_What the task asks_:
Across the listing that follows, work out how many lines carry the string "impl". Provide that number and nothing else.
*** Opening Material for the task ***
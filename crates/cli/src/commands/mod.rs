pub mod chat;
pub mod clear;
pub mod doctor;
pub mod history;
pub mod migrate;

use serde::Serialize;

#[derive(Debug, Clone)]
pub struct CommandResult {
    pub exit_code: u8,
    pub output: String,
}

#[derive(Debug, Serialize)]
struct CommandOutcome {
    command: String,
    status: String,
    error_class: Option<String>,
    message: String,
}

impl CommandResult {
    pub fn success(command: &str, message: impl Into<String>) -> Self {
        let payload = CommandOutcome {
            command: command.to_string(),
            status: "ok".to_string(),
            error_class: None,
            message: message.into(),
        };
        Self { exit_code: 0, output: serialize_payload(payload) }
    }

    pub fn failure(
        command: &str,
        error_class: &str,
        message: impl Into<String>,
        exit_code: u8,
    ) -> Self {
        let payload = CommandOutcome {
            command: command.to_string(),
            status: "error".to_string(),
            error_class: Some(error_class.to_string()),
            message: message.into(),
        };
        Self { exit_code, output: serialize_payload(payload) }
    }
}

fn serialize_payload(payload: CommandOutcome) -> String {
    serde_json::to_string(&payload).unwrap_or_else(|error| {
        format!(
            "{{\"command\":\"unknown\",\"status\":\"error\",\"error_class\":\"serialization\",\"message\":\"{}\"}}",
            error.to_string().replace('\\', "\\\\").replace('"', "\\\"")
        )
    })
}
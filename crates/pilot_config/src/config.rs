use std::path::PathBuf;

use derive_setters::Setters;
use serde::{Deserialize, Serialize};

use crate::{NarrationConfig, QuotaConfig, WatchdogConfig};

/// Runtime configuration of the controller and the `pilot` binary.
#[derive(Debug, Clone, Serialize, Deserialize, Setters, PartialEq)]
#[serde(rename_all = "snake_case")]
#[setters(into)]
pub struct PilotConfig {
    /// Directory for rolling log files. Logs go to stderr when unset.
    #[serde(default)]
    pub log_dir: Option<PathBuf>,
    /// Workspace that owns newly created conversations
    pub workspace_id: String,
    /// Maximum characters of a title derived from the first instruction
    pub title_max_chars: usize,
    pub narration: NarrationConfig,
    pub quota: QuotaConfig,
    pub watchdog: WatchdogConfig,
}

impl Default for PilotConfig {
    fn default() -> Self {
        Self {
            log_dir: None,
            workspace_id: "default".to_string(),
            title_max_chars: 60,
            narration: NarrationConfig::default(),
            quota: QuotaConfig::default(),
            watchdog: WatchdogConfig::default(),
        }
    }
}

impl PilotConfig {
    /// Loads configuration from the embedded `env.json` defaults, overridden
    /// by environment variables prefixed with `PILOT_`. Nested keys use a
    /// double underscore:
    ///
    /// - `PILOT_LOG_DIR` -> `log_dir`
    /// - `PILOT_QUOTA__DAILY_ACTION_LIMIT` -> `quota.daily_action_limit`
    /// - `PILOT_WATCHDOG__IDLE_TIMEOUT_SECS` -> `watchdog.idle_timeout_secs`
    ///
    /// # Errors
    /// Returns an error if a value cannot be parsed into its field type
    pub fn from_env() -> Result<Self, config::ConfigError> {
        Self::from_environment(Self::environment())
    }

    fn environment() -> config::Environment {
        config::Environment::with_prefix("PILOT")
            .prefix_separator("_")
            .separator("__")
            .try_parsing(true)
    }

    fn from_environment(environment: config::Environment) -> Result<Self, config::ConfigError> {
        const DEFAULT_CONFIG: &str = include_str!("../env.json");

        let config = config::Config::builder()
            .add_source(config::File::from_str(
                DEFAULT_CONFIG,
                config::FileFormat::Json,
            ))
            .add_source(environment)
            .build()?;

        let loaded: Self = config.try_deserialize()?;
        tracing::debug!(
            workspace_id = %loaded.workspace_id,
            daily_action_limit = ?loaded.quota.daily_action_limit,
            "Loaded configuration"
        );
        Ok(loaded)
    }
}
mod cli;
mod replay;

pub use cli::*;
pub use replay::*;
*** Closing Material for the task ***
*** Opening Material for the task ***
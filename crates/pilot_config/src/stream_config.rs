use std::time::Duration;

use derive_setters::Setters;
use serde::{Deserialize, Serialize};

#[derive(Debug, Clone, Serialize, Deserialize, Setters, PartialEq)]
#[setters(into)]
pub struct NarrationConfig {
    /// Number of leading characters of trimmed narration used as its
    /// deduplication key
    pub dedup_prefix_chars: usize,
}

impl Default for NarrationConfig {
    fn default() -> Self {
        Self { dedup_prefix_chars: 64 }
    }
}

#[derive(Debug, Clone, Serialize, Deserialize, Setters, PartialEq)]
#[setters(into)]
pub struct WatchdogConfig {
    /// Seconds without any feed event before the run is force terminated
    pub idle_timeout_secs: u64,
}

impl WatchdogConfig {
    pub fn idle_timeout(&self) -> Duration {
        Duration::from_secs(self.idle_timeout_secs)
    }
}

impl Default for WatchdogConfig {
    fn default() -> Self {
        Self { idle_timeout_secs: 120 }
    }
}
*** Closing Material for the task ***
_Response to the task_:
8